use crate::solver::ConflictSelection;

use anyhow::{anyhow, Context};
use clap::Parser;
use serde::{Deserialize, Serialize};
use std::time::Duration;

#[derive(Parser, Debug, Default)]
#[command(
    name = "Rust PBS",
    about = "Priority-Based Search for multi-agent path finding.",
    version = "1.0"
)]
pub struct Cli {
    #[arg(long, help = "Path to a YAML config file")]
    pub config: Option<String>,

    #[arg(long, help = "Path to the map file")]
    pub map_path: Option<String>,

    #[arg(long, help = "Path to the MovingAI scenario file")]
    pub scen_path: Option<String>,

    #[arg(long, help = "Path to a YAML agent list, used instead of the scenario file")]
    pub agents_path: Option<String>,

    #[arg(long, help = "Path to the CSV stats file")]
    pub output_path: Option<String>,

    #[arg(long, help = "Path to write the solution paths as JSON")]
    pub solution_path: Option<String>,

    #[arg(long, help = "Number of agents")]
    pub num_agents: Option<usize>,

    #[arg(long, help = "Seed for the random number generator")]
    pub seed: Option<u64>,

    #[arg(long, help = "Suboptimal factor of the low-level search")]
    pub sub_optimal: Option<f64>,

    #[arg(long, help = "Plan agents in one shuffled total order")]
    pub fixed_priority: bool,

    #[arg(long, value_enum, help = "Conflict selection policy")]
    pub conflict_selection: Option<ConflictSelection>,

    #[arg(long, help = "Wall-clock limit of the search in seconds")]
    pub time_limit_secs: Option<u64>,

    #[arg(long, help = "Maximum number of high-level expansions")]
    pub node_limit: Option<usize>,

    #[arg(long, help = "Log filter, e.g. info or mapf_pbs=debug")]
    pub log_level: Option<String>,
}

#[derive(Debug, Clone, Serialize, Deserialize)]
#[serde(default, deny_unknown_fields)]
pub struct Config {
    pub map_path: String,
    pub scen_path: String,
    pub agents_path: Option<String>,
    pub output_path: String,
    pub solution_path: Option<String>,
    pub num_agents: usize,
    pub seed: u64,
    pub sub_optimal: f64,
    pub fixed_priority: bool,
    pub conflict_selection: ConflictSelection,
    pub time_limit_secs: u64,
    pub node_limit: usize,
    pub log_level: String,
}

impl Default for Config {
    fn default() -> Self {
        Config {
            map_path: "map_file/empty-8-8/empty-8-8.map".to_string(),
            scen_path: "map_file/empty-8-8/empty-8-8-random-1.scen".to_string(),
            agents_path: None,
            output_path: "result/result.csv".to_string(),
            solution_path: None,
            num_agents: 10,
            seed: 0,
            sub_optimal: 1.0,
            fixed_priority: false,
            conflict_selection: ConflictSelection::Exhaustive,
            time_limit_secs: 60,
            node_limit: 1_000_000,
            log_level: "info".to_string(),
        }
    }
}

impl Config {
    pub fn from_yaml_str(yaml: &str) -> anyhow::Result<Self> {
        let config: Config = serde_yaml::from_str(yaml).context("invalid config yaml")?;
        config.validate()?;
        Ok(config)
    }

    /// Command-line values win over the config file.
    pub fn override_from_command_line(mut self, cli: &Cli) -> anyhow::Result<Self> {
        if let Some(map_path) = &cli.map_path {
            self.map_path = map_path.clone();
        }
        if let Some(scen_path) = &cli.scen_path {
            self.scen_path = scen_path.clone();
        }
        if let Some(agents_path) = &cli.agents_path {
            self.agents_path = Some(agents_path.clone());
        }
        if let Some(output_path) = &cli.output_path {
            self.output_path = output_path.clone();
        }
        if let Some(solution_path) = &cli.solution_path {
            self.solution_path = Some(solution_path.clone());
        }
        if let Some(num_agents) = cli.num_agents {
            self.num_agents = num_agents;
        }
        if let Some(seed) = cli.seed {
            self.seed = seed;
        }
        if let Some(sub_optimal) = cli.sub_optimal {
            self.sub_optimal = sub_optimal;
        }
        if cli.fixed_priority {
            self.fixed_priority = true;
        }
        if let Some(conflict_selection) = cli.conflict_selection {
            self.conflict_selection = conflict_selection;
        }
        if let Some(time_limit_secs) = cli.time_limit_secs {
            self.time_limit_secs = time_limit_secs;
        }
        if let Some(node_limit) = cli.node_limit {
            self.node_limit = node_limit;
        }
        if let Some(log_level) = &cli.log_level {
            self.log_level = log_level.clone();
        }

        self.validate()?;
        Ok(self)
    }

    pub fn validate(&self) -> anyhow::Result<()> {
        if self.sub_optimal.is_nan() || self.sub_optimal < 1.0 {
            return Err(anyhow!(
                "Sub-optimal factor must be at least 1.0, got {}",
                self.sub_optimal
            ));
        }
        if self.num_agents == 0 {
            return Err(anyhow!("Number of agents must be positive"));
        }
        if self.time_limit_secs == 0 {
            return Err(anyhow!("Time limit must be positive"));
        }
        Ok(())
    }

    pub fn time_limit(&self) -> Duration {
        Duration::from_secs(self.time_limit_secs)
    }
}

++++++

- _WORK INSTRUCTIONS_:
Which lines in the records above contain the word "random"? Return each of them.

- _TASK OUTPUT_:
    #[arg(long, help = "Seed for the random number generator")]
            scen_path: "map_file/empty-8-8/empty-8-8-random-1.scen".to_string(),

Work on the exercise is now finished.